A randomized, double-blinded, placebo-controlled multicenter trial of etanercept in the treatment of alcoholic hepatitis.
Author(s): Boetticher NC, Peine CJ, Kwo P, Abrams GA, Patel T, Aqel B, Boardman L, Gores GJ, Harmsen WS, McClain CJ, Kamath PS, Shah VH
Affiliation(s): Miles and Shirley Fiterman Center for Digestive Diseases, Mayo Clinic, Rochester, Minnesota 55905, USA.
Publication date & source: 2008-12, Gastroenterology., 135(6):1953-60. Epub 2008 Sep 13.

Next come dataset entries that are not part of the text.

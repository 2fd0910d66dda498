//! Strategy selection.
//!
//! Turns a selection key plus an optional word into a concrete
//! [`Strategy`] and runs it. No selection is not an error: it produces a
//! prompt and leaves the log alone.

use serde::{Deserialize, Serialize};

use crate::analysis::{AnalysisKind, AnalysisReport, Strategy};
use crate::log::AnalysisLog;

/// Message shown when no analysis kind has been chosen.
pub const CHOOSE_STRATEGY_PROMPT: &str = "Choose an analysis strategy";

/// What the user asked for: a kind (maybe) and a target word (maybe).
#[derive(Debug, Clone, Default, PartialEq, Eq, Serialize, Deserialize)]
pub struct AnalysisRequest {
    /// Selected analysis kind, if any.
    pub kind: Option<AnalysisKind>,
    /// Target word for word frequency.
    pub word: Option<String>,
}

impl AnalysisRequest {
    /// A request for `kind` with no word.
    pub const fn new(kind: AnalysisKind) -> Self {
        Self {
            kind: Some(kind),
            word: None,
        }
    }

    /// Build a request from a free-form label.
    ///
    /// Unrecognized labels produce a request with no kind.
    pub fn from_label(label: &str, word: Option<String>) -> Self {
        Self {
            kind: AnalysisKind::from_label(label),
            word,
        }
    }

    /// Set the target word.
    #[must_use]
    pub fn with_word(mut self, word: impl Into<String>) -> Self {
        self.word = Some(word.into());
        self
    }

    /// Construct the requested strategy, or `None` when nothing is selected.
    pub fn strategy(&self) -> Option<Strategy> {
        Strategy::select(self)
    }
}

/// Result of handling an analysis request.
#[derive(Debug, Clone, PartialEq, Serialize)]
#[serde(tag = "status", rename_all = "snake_case")]
pub enum Outcome {
    /// A strategy ran and produced a report.
    Analyzed(AnalysisReport),
    /// No strategy was selected.
    NoStrategy {
        /// Prompt asking the user to pick one.
        prompt: &'static str,
    },
}

impl Outcome {
    /// The text to show the user.
    pub fn message(&self) -> &str {
        match self {
            Self::Analyzed(report) => &report.message,
            Self::NoStrategy { prompt } => prompt,
        }
    }

    /// The report, when a strategy ran.
    pub const fn report(&self) -> Option<&AnalysisReport> {
        match self {
            Self::Analyzed(report) => Some(report),
            Self::NoStrategy { .. } => None,
        }
    }
}

/// Run the requested analysis over `text`.
///
/// Appends exactly one log entry when a strategy runs and none otherwise.
#[tracing::instrument(skip(text, log), fields(text_len = text.len()))]
pub fn run_analysis(text: &str, request: &AnalysisRequest, log: &mut AnalysisLog) -> Outcome {
    match request.strategy() {
        Some(strategy) => Outcome::Analyzed(strategy.run(text, log)),
        None => {
            tracing::debug!("no analysis strategy selected");
            Outcome::NoStrategy {
                prompt: CHOOSE_STRATEGY_PROMPT,
            }
        }
    }
}

#[cfg(test)]
mod tests {
    use super::*;
    use crate::analysis::Metric;

    #[test]
    fn no_selection_prompts_without_logging() {
        let mut log = AnalysisLog::new();
        let outcome = run_analysis("Some text.", &AnalysisRequest::default(), &mut log);
        assert_eq!(outcome.message(), CHOOSE_STRATEGY_PROMPT);
        assert!(outcome.report().is_none());
        assert!(log.is_empty());
    }

    #[test]
    fn unknown_label_prompts() {
        let mut log = AnalysisLog::new();
        let request = AnalysisRequest::from_label("vowel-count", None);
        let outcome = run_analysis("Some text.", &request, &mut log);
        assert!(matches!(outcome, Outcome::NoStrategy { .. }));
        assert!(log.is_empty());
    }

    #[test]
    fn word_frequency_request() {
        let mut log = AnalysisLog::new();
        let request = AnalysisRequest::new(AnalysisKind::WordFrequency).with_word("HELLO");
        let outcome = run_analysis("Hello world. Hello!", &request, &mut log);
        assert_eq!(outcome.message(), "Relative frequency of 'hello': 0.6667");
        assert_eq!(log.entries(), ["Relative frequency of 'hello': 0.6667"]);
    }

    #[test]
    fn sentence_count_request_by_label() {
        let mut log = AnalysisLog::new();
        let request = AnalysisRequest::from_label("sentence-count", None);
        let outcome = run_analysis("One. Two! Three?", &request, &mut log);
        let report = outcome.report().unwrap();
        assert_eq!(report.metric, Metric::Count(3));
        assert_eq!(log.len(), 1);
    }

    #[test]
    fn word_frequency_without_word_is_zero() {
        let mut log = AnalysisLog::new();
        let request = AnalysisRequest::new(AnalysisKind::WordFrequency);
        let outcome = run_analysis("Plenty of words here.", &request, &mut log);
        assert_eq!(outcome.report().unwrap().metric, Metric::Ratio(0.0));
    }

    #[test]
    fn outcome_serializes_with_status() {
        let mut log = AnalysisLog::new();
        let outcome = run_analysis("", &AnalysisRequest::default(), &mut log);
        let json = serde_json::to_value(&outcome).unwrap();
        assert_eq!(json["status"], "no_strategy");
        assert_eq!(json["prompt"], CHOOSE_STRATEGY_PROMPT);

        let outcome = run_analysis(
            "a, b",
            &AnalysisRequest::new(AnalysisKind::PunctuationCount),
            &mut log,
        );
        let json = serde_json::to_value(&outcome).unwrap();
        assert_eq!(json["status"], "analyzed");
        assert_eq!(json["kind"], "punctuation-count");
        assert_eq!(json["metric"]["value"], 1);
    }
}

Publication type: Comparative Study; Multicenter Study; Randomized Controlled Trial; Research Support, N.I.H., Extramural; Research Support, Non-U.S. Gov't
BACKGROUND & AIMS: Alcoholic hepatitis is a cause of major morbidity and mortality that lacks effective therapies. Both experimental and clinical evidence indicate that the multifunctional cytokine tumor necrosis factor-alpha (TNF-alpha) contributes to pathogenesis and clinical sequelae of alcoholic hepatitis. A pilot study demonstrated that the TNF-alpha-neutralizing molecule etanercept could be an effective treatment for patients with alcoholic hepatitis. METHODS: Forty-eight patients with moderate to severe alcoholic hepatitis (Model for End-Stage Liver Disease score > or = 15) were enrolled and randomized to groups that were given up to 6 subcutaneous injections of either etanercept or placebo for 3 weeks. Primary study end points included mortality at 1- and 6-month time points. RESULTS: There were no significant baseline differences between the placebo and etanercept groups in demographics or disease severity parameters including age, gender, and Model for End-Stage Liver Disease score. The 1-month mortality rates of patients receiving placebo and etanercept were similar on an intention-to-treat basis (22.7% vs 36.4%, respectively; OR, 1.8; 95% CI, 0.5-6.5). The 6-month mortality rate was significantly higher in the etanercept group compared with the placebo group (57.7% vs 22.7%, respectively; OR, 4.6; 95% CI, 1.3-16.4; P = .017). Rates of infectious serious adverse events were significantly higher in the etanercept group compared with the placebo group (34.6% vs 9.1%, respectively, P = .04). CONCLUSIONS: In patients with moderate to severe alcoholic hepatitis, etanercept was associated with a significantly higher mortality rate after 6 months, indicating that etanercept is not effective for the treatment of patients with alcoholic hepatitis.